[Stored items]
____

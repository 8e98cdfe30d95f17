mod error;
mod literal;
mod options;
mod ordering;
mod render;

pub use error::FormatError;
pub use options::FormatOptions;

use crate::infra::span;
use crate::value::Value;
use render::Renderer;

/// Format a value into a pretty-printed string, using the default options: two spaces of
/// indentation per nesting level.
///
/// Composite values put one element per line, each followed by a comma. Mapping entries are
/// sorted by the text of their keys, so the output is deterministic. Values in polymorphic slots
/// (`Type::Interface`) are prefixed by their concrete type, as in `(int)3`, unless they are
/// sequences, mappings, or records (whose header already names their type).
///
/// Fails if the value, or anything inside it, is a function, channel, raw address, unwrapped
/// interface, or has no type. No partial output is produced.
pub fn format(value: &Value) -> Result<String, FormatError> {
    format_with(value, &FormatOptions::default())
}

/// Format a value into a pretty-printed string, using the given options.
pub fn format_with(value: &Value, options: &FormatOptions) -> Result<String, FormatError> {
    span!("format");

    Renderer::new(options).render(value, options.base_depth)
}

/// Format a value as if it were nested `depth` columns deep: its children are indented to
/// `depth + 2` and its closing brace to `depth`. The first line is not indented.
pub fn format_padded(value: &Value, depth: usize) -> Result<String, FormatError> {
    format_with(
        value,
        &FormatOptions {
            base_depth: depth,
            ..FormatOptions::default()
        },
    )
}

____

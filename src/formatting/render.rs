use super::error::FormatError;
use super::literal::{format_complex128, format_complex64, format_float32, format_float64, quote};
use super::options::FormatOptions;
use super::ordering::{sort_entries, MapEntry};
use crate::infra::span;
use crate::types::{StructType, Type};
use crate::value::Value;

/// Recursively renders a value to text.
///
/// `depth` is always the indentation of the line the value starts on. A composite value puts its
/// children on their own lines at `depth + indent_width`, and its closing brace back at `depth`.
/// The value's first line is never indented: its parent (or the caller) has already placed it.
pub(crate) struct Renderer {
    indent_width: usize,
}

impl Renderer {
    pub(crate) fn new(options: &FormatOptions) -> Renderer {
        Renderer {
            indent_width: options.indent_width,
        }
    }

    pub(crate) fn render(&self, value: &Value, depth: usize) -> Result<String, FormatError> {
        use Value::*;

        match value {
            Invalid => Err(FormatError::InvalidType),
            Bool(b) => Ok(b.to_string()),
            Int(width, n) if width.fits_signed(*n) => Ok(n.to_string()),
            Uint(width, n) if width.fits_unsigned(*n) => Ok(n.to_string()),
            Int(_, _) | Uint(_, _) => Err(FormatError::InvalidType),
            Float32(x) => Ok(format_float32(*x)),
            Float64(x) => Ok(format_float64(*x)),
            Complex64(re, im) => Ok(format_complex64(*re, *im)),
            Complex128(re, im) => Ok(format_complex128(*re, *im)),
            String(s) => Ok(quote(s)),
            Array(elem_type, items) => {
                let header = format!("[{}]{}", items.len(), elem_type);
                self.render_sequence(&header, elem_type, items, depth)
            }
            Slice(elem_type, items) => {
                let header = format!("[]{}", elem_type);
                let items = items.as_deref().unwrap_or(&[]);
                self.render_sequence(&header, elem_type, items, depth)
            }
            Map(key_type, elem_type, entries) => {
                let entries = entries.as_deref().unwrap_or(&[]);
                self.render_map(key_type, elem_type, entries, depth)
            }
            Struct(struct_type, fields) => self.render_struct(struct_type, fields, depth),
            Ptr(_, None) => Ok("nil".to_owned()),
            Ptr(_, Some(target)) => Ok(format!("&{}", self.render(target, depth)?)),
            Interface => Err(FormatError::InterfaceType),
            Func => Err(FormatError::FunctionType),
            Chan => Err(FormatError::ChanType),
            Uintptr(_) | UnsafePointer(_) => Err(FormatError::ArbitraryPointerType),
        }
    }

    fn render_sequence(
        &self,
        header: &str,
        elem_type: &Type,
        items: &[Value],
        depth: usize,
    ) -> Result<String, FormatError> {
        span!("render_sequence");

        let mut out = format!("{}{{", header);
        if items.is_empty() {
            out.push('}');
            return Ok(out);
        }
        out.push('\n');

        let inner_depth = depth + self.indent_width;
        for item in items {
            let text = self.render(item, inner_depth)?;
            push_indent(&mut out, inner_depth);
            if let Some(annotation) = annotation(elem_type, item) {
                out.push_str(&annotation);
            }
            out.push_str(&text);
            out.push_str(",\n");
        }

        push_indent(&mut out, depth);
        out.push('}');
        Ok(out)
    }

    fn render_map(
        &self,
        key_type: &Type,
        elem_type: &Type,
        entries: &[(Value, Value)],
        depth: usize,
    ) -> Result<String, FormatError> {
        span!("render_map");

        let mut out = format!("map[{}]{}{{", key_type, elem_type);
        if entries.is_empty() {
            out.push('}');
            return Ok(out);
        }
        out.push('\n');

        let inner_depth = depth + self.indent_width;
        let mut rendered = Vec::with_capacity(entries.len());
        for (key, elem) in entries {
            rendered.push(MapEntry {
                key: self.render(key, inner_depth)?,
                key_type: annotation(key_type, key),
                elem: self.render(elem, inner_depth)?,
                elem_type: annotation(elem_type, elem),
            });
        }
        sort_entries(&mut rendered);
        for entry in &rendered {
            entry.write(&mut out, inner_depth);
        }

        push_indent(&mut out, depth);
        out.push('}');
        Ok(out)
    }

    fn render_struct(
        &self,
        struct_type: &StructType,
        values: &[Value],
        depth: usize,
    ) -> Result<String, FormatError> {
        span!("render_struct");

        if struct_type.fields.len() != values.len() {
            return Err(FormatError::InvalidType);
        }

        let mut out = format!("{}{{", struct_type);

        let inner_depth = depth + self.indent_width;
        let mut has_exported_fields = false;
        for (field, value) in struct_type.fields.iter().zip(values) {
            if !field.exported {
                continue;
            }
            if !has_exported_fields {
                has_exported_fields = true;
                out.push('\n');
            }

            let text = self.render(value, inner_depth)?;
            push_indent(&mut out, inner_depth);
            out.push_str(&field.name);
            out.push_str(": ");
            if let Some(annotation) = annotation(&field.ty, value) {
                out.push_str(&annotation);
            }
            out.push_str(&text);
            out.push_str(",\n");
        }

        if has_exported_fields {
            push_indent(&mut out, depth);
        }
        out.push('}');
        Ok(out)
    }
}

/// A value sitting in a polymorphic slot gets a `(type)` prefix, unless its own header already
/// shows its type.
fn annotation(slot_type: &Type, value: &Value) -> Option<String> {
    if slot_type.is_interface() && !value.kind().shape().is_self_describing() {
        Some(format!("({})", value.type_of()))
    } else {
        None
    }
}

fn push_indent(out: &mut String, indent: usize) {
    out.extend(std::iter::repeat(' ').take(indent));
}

____

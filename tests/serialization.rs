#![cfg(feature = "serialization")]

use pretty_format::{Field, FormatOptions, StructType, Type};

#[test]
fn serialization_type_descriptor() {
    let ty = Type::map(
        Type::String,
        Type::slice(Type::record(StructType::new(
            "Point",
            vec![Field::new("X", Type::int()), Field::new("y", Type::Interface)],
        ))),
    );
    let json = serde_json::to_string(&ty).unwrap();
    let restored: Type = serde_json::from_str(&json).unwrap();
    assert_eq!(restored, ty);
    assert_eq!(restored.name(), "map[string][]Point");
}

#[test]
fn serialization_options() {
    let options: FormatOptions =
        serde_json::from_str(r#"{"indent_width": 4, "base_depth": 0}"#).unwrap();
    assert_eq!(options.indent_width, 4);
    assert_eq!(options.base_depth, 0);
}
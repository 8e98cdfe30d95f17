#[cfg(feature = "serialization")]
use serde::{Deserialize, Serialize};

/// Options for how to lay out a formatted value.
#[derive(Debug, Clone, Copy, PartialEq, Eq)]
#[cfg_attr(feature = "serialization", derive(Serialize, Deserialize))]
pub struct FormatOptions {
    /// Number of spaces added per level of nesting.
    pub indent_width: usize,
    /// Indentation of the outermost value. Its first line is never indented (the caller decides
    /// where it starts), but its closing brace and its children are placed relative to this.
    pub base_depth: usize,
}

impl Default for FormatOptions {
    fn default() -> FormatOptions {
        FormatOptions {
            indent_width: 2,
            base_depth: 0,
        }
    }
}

____

EXERCISE REQUIREMENTS
Looking at the entries above, state how many lines contain "Result"; give the number alone.

COMPLETED TASK
7